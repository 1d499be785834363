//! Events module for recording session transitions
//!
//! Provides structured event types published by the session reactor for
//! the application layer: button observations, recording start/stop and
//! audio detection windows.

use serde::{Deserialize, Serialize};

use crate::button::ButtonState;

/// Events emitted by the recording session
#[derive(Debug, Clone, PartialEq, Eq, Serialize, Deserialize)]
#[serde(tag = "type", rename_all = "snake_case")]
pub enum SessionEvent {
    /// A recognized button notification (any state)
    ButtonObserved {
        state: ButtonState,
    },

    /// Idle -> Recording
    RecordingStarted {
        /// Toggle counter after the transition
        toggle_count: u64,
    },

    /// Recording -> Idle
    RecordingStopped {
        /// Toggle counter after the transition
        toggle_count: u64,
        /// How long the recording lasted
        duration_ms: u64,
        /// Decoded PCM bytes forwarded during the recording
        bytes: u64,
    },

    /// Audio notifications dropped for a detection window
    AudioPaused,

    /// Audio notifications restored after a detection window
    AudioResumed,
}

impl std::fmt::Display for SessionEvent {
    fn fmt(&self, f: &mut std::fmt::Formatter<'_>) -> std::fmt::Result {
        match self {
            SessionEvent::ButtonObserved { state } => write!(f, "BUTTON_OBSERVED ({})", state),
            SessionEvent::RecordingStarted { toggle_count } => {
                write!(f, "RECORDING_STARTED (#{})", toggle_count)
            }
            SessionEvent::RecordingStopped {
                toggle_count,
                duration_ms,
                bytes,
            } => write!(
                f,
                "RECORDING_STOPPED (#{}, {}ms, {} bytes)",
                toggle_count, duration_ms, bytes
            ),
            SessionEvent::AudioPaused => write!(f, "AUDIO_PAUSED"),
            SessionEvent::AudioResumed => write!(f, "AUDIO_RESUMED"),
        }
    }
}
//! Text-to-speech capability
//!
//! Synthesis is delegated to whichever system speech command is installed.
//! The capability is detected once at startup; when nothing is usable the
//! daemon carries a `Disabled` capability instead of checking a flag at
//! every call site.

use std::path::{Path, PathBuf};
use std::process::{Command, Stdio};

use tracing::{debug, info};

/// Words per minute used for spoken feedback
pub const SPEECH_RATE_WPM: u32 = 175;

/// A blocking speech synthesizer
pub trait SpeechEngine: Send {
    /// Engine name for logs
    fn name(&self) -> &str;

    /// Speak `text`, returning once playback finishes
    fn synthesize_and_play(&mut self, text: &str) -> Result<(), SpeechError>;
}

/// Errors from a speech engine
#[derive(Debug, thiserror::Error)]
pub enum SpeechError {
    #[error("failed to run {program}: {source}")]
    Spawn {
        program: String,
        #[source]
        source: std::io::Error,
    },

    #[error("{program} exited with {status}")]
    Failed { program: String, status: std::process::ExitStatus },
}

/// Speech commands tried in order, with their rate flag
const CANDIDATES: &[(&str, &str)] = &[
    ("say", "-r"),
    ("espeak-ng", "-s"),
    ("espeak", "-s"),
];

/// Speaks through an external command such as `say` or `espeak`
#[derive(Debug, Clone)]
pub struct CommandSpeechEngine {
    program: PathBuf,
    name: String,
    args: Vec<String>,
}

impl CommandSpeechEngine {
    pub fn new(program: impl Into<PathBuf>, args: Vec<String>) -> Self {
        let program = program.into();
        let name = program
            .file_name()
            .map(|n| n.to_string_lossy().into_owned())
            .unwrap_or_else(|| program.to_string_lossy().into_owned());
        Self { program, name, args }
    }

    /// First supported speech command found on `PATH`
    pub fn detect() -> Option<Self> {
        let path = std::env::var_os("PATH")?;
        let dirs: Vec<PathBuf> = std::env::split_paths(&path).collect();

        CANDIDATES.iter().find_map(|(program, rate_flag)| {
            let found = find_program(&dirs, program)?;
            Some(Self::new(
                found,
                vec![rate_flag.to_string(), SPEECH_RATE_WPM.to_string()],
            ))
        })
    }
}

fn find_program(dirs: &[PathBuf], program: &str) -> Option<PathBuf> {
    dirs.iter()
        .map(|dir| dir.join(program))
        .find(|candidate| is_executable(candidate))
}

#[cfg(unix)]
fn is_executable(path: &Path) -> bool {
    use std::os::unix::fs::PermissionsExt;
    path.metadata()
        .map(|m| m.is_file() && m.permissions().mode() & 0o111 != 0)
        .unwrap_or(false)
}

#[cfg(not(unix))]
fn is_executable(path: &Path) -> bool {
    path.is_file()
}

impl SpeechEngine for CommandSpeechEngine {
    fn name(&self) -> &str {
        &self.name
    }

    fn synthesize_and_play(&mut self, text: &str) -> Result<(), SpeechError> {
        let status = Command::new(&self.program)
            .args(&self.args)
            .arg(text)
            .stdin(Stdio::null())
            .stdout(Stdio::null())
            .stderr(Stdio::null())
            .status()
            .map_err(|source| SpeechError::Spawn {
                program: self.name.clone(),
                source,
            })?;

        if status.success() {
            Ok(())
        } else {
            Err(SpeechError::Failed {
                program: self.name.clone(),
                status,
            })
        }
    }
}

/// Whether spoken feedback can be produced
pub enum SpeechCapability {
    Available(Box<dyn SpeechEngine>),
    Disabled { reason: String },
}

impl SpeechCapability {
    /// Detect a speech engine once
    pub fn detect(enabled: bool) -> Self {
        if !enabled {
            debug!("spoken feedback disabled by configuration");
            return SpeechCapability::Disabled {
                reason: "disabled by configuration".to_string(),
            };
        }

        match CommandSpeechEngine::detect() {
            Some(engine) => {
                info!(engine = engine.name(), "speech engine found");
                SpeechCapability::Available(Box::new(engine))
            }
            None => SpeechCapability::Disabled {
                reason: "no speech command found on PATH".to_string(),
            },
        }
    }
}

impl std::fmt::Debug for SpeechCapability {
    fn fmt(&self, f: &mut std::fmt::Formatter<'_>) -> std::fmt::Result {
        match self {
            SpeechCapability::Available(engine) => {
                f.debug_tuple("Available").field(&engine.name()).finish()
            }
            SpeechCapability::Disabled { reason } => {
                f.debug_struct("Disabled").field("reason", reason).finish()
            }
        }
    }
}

----------------

TASK TO COMPLETE
The expected answer is a copy of every line in the entries that holds the word "status".

SOLVED EXERCISE
    #[error("{program} exited with {status}")]
    Failed { program: String, status: std::process::ExitStatus },
        let status = Command::new(&self.program)
            .status()
        if status.success() {
                status,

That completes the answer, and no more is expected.